Inizierà una frequentazione medico-paziente con il dottor Schiotz, figura enigmatica con la quale discutere di vita e patologie con una strana e pazza idea nella testa.
Un giorno riapparirà il figlio Peter, studente di ottica, così simile a lui ma con appiccicata addosso un' aura di sfrontatezza ed irriverenza tipica della sua età . Bjorn sara' costretto ad una convivenza forzata, pensando a quella paternità mai appartenutagli tra dubbi, quesiti, affetto e benevolenza. Ma chi e' realmente Peter, come trascorre i giorni e le notti, perché ha così pochi amici?
L' effettiva distanza emotiva dal figlio e l' impossibilità di addentrarsi in un universo enigmatico ( la contemporaneità e la gioventù ), genereranno ulteriore vuoto e rassegnazione, fino a quel viaggio ( per lavoro ) ed alla decisione ( spiazzante per il lettore ma da tempo programmata dal protagonista ) che ne stravolgerà l' esistenza, un risoluto no al mantenimento dello status quo per ridisegnare il proprio destino ed opporsi ad un reale insoddisfacente.
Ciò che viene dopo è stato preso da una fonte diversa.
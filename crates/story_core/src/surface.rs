//! Boundary the viewer surface talks to: gesture translation, chrome
//! selection and a plain-text rendering of the progress bars.

use chrono::{DateTime, Utc};
use shared::{domain::Story, protocol::PlaybackCommand};

use crate::controller::PlaybackSnapshot;

const SPONSORED_BANNER: &str = "Sponsored";
const BAR_SEPARATOR: char = ' ';

#[derive(Debug, Clone, Copy, PartialEq, Eq)]
pub enum Gesture {
    TapLeft,
    TapRight,
    HoldStart,
    HoldEnd,
    Close,
    Escape,
}

pub fn gesture_command(gesture: Gesture) -> PlaybackCommand {
    match gesture {
        Gesture::TapLeft => PlaybackCommand::Prev,
        Gesture::TapRight => PlaybackCommand::Next,
        Gesture::HoldStart => PlaybackCommand::Pause,
        Gesture::HoldEnd => PlaybackCommand::Resume,
        Gesture::Close | Gesture::Escape => PlaybackCommand::Close,
    }
}

#[derive(Debug, Clone, PartialEq, Eq)]
pub enum ViewerChrome {
    Sponsored { banner: String },
    Reply { placeholder: String },
}

impl ViewerChrome {
    pub fn for_story(story: &Story) -> Self {
        if story.sponsored {
            Self::Sponsored {
                banner: SPONSORED_BANNER.to_string(),
            }
        } else {
            Self::Reply {
                placeholder: format!("Reply to {}...", story.owner.username),
            }
        }
    }

    pub fn accepts_replies(&self) -> bool {
        matches!(self, Self::Reply { .. })
    }
}

/// Renders one bar per entry, `width` cells each.
pub fn render_progress_bars(bars: &[f32], width: usize) -> String {
    let mut out = String::with_capacity(bars.len() * (width + 1));
    for (position, fill) in bars.iter().enumerate() {
        if position > 0 {
            out.push(BAR_SEPARATOR);
        }
        let filled = ((fill.clamp(0.0, 100.0) / 100.0) * width as f32).round() as usize;
        let filled = filled.min(width);
        out.extend(std::iter::repeat('=').take(filled));
        out.extend(std::iter::repeat('-').take(width - filled));
    }
    out
}

/// Text lines for one frame of the full-screen viewer.
pub fn render_frame(
    snapshot: &PlaybackSnapshot,
    bars: &[f32],
    bar_width: usize,
    now: DateTime<Utc>,
) -> Vec<String> {
    let Some(story) = snapshot.current_story.as_ref().filter(|_| snapshot.is_open) else {
        return Vec::new();
    };

    let mut lines = vec![render_progress_bars(bars, bar_width)];

    let verified = if story.owner.verified { " [v]" } else { "" };
    let paused = if snapshot.is_paused { "  (paused)" } else { "" };
    lines.push(format!(
        "{}{verified} @{} · {}{paused}",
        story.owner.display_name,
        story.owner.username,
        story.created_label(now)
    ));
    lines.push(format!("[{}]", story.media_url));
    if let Some(caption) = &story.caption {
        lines.push(caption.clone());
    }
    lines.push(match ViewerChrome::for_story(story) {
        ViewerChrome::Sponsored { banner } => format!(">> {banner} <<"),
        ViewerChrome::Reply { placeholder } => placeholder,
    });
    lines
}

#[cfg(test)]
#[path = "tests/surface_tests.rs"]
mod tests;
Ma cosa nasconde questo punto di non ritorno? Nessuna risposta, se non quel male di vivere in lui da sempre latente, il terrore del tempo che passa, un senso di vuoto e di inutilità, il rifiuto di qualsivoglia realtà vera o presunta, il desiderio di un ritorno al passato e di rivedere i volti cari ( Turid Lammers ), una scelta di vita ponderata, forse solo follia.
Il pensiero ritorna al fallimento della propria rappresentazione teatrale de " L' anitra selvatica " di Ibsen, inscenata parecchi anni prima, rivissuta oggi con rinnovato smarrimento ed un senso di fallimento personale, nonostante l' apparenza di un lavoro decoroso e di una vita soddisfacente.
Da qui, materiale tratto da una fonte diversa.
use chrono::{DateTime, Utc};
use serde::{Deserialize, Serialize};

macro_rules! id_newtype {
    ($name:ident) => {
        #[derive(Debug, Clone, Copy, PartialEq, Eq, Hash, PartialOrd, Ord, Serialize, Deserialize)]
        pub struct $name(pub i64);
    };
}

id_newtype!(UserId);
id_newtype!(StoryId);

#[derive(Debug, Clone, PartialEq, Eq, Serialize, Deserialize)]
pub struct UserSummary {
    pub user_id: UserId,
    pub username: String,
    pub display_name: String,
    pub avatar_url: String,
    #[serde(default)]
    pub verified: bool,
}

/// Media handed to the story store by an upload collaborator.
#[derive(Debug, Clone, PartialEq, Eq, Serialize, Deserialize)]
pub struct StoryDraft {
    pub owner: UserSummary,
    pub media_url: String,
    #[serde(default, skip_serializing_if = "Option::is_none")]
    pub caption: Option<String>,
    #[serde(default)]
    pub sponsored: bool,
}

impl StoryDraft {
    pub fn new(owner: UserSummary, media_url: impl Into<String>) -> Self {
        Self {
            owner,
            media_url: media_url.into(),
            caption: None,
            sponsored: false,
        }
    }

    pub fn with_caption(mut self, caption: impl Into<String>) -> Self {
        self.caption = Some(caption.into());
        self
    }

    pub fn sponsored(mut self) -> Self {
        self.sponsored = true;
        self
    }
}

#[derive(Debug, Clone, PartialEq, Eq, Serialize, Deserialize)]
pub struct Story {
    pub id: StoryId,
    pub owner: UserSummary,
    pub media_url: String,
    #[serde(default, skip_serializing_if = "Option::is_none")]
    pub caption: Option<String>,
    pub created_at: DateTime<Utc>,
    #[serde(default)]
    pub viewed: bool,
    #[serde(default)]
    pub sponsored: bool,
}

impl Story {
    pub fn from_draft(id: StoryId, draft: StoryDraft, created_at: DateTime<Utc>) -> Self {
        Self {
            id,
            owner: draft.owner,
            media_url: draft.media_url,
            caption: draft.caption,
            created_at,
            viewed: false,
            sponsored: draft.sponsored,
        }
    }

    pub fn created_label(&self, now: DateTime<Utc>) -> String {
        recency_label(self.created_at, now)
    }
}

/// Short "posted ago" label. Timestamps in the future count as "Just now".
pub fn recency_label(created_at: DateTime<Utc>, now: DateTime<Utc>) -> String {
    let elapsed = now.signed_duration_since(created_at);
    let minutes = elapsed.num_minutes();
    if minutes < 1 {
        "Just now".to_string()
    } else if minutes < 60 {
        format!("{minutes}m ago")
    } else if elapsed.num_hours() < 24 {
        format!("{}h ago", elapsed.num_hours())
    } else {
        format!("{}d ago", elapsed.num_days())
    }
}

#[cfg(test)]
#[path = "tests/domain_tests.rs"]
mod tests;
Non resta che compiere un gesto estremo, per essere finalmente protagonisti, o defilarsi definitivamente, inscenando il dramma della propria vita.
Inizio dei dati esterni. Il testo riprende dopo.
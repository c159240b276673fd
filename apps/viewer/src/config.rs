use std::{
    fs,
    path::{Path, PathBuf},
    time::Duration,
};

use anyhow::{ensure, Context};
use caption_client::{CaptionConfig, DEFAULT_BASE_URL, DEFAULT_MODEL};
use serde::Deserialize;
use story_core::PlaybackTiming;
use url::Url;

const DEFAULT_CONFIG_FILE: &str = "viewer.toml";

#[derive(Debug, Clone, PartialEq, Eq, Deserialize)]
#[serde(default)]
pub struct Settings {
    pub tick_interval_ms: u64,
    pub story_duration_ms: u64,
    pub bar_width: usize,
    pub caption_api_url: String,
    pub caption_api_key: Option<String>,
    pub caption_model: String,
}

impl Default for Settings {
    fn default() -> Self {
        Self {
            tick_interval_ms: 30,
            story_duration_ms: 5000,
            bar_width: 12,
            caption_api_url: DEFAULT_BASE_URL.into(),
            caption_api_key: None,
            caption_model: DEFAULT_MODEL.into(),
        }
    }
}

impl Settings {
    pub fn timing(&self) -> PlaybackTiming {
        PlaybackTiming::new(
            Duration::from_millis(self.tick_interval_ms),
            Duration::from_millis(self.story_duration_ms),
        )
    }

    /// `None` when no API key is configured.
    pub fn caption_config(&self) -> Option<CaptionConfig> {
        let api_key = self.caption_api_key.as_deref()?.trim();
        if api_key.is_empty() {
            return None;
        }
        Some(CaptionConfig {
            base_url: self.caption_api_url.clone(),
            model: self.caption_model.clone(),
            api_key: api_key.to_string(),
        })
    }

    pub fn validate(&self) -> anyhow::Result<()> {
        ensure!(self.tick_interval_ms > 0, "tick_interval_ms must be positive");
        ensure!(
            self.story_duration_ms >= self.tick_interval_ms,
            "story_duration_ms ({}) must be at least tick_interval_ms ({})",
            self.story_duration_ms,
            self.tick_interval_ms
        );
        ensure!(self.bar_width > 0, "bar_width must be positive");
        Url::parse(&self.caption_api_url)
            .with_context(|| format!("invalid caption_api_url '{}'", self.caption_api_url))?;
        ensure!(
            !self.caption_model.trim().is_empty(),
            "caption_model must not be empty"
        );
        Ok(())
    }
}

/// Defaults, then the TOML file, then `APP__*` environment variables.
pub fn load_settings(path: Option<&Path>) -> anyhow::Result<Settings> {
    let mut settings = match path {
        Some(path) => read_settings_file(path)?,
        None => {
            let default_path = PathBuf::from(DEFAULT_CONFIG_FILE);
            if default_path.exists() {
                read_settings_file(&default_path)?
            } else {
                Settings::default()
            }
        }
    };

    apply_env_overrides(&mut settings, |key| std::env::var(key).ok())?;
    settings.validate()?;
    Ok(settings)
}

fn read_settings_file(path: &Path) -> anyhow::Result<Settings> {
    let raw = fs::read_to_string(path)
        .with_context(|| format!("failed to read settings file '{}'", path.display()))?;
    parse_settings(&raw).with_context(|| format!("invalid settings file '{}'", path.display()))
}

fn parse_settings(raw: &str) -> anyhow::Result<Settings> {
    Ok(toml::from_str::<Settings>(raw)?)
}

fn apply_env_overrides(
    settings: &mut Settings,
    lookup: impl Fn(&str) -> Option<String>,
) -> anyhow::Result<()> {
    if let Some(v) = lookup("APP__TICK_INTERVAL_MS") {
        settings.tick_interval_ms = v
            .parse()
            .with_context(|| format!("APP__TICK_INTERVAL_MS is not a number: '{v}'"))?;
    }
    if let Some(v) = lookup("APP__STORY_DURATION_MS") {
        settings.story_duration_ms = v
            .parse()
            .with_context(|| format!("APP__STORY_DURATION_MS is not a number: '{v}'"))?;
    }
    if let Some(v) = lookup("APP__CAPTION_API_URL") {
        settings.caption_api_url = v;
    }
    if let Some(v) = lookup("APP__CAPTION_API_KEY") {
        settings.caption_api_key = Some(v);
    }
    if let Some(v) = lookup("APP__CAPTION_MODEL") {
        settings.caption_model = v;
    }
    Ok(())
}

#[cfg(test)]
#[path = "tests/config_tests.rs"]
mod tests;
Ma siamo sicuri che questo nuovo essere ci appartenga, e non sia una presa di posizione da rigettare, o la recita di un copione scritto da altri, o la sintesi di ciò che ci caratterizza ed a cui vorremmo iniziare le persone più care?
Ed allora quale destino si compie? Quale verità? È possibile redimersi, dimenticare, ricominciare? E chi siamo realmente, noi stessi o la maschera della nostra assenza d' identità?
Tra le pagine e nel lettore un dubbio rimane ( e forse è giusto così), ma in primis nel protagonista.
Un testo dal profumo intensamente nordico, dalle cadenze lente, rarefatte, descritte con sguardo asettico, scene e figure grottesche, assurde, un surreale vestito di realtà ed un profondo senso di alienazione che riporta ai temi di Ibsen.
La ricca ed efficiente Norvegia, con un apparato sociale e burocratico ( di cui Bjorn è parte) che funziona egregiamente, mostra tutta la propria fragilità espressa in profondi vuoti esistenziali e personali.
Quando l' autodeterminazione sembra avere la meglio indirizzando il proprio cammino ( almeno all' apparenza ), in realtà continuiamo ad ignorare verità e desiderio, di quale presente e futuro si parli, se non di una voragine di mistero irrisolto.
Come in Ibsen, la duplicità tra esistenza e propria rappresentazione, quel male di vivere che sfocia nella ricerca di autenticità, si scontra con l' impossibilità che essa possa essere raggiunta e svelata per la menzogna stessa di cui la vita si veste.
Un romanzo sui generis, da leggere cercando di entrare ( se ci si riesce ) nelle cadenze narrative e nelle cervellotiche riflessioni del protagonista, in significati ed azioni inizialmente sfuggenti, nascosti, ovattati, anche astrusi, enigmatici, solo in parte svelatisi nel fluire del racconto e che personalmente ho trovato non sempre brillanti e condivisibili ( anche per il senso ed il tema dello spiazzante finale ) tra pause, salti narrativi, staticità, meditazione eccessiva e protratti silenzi.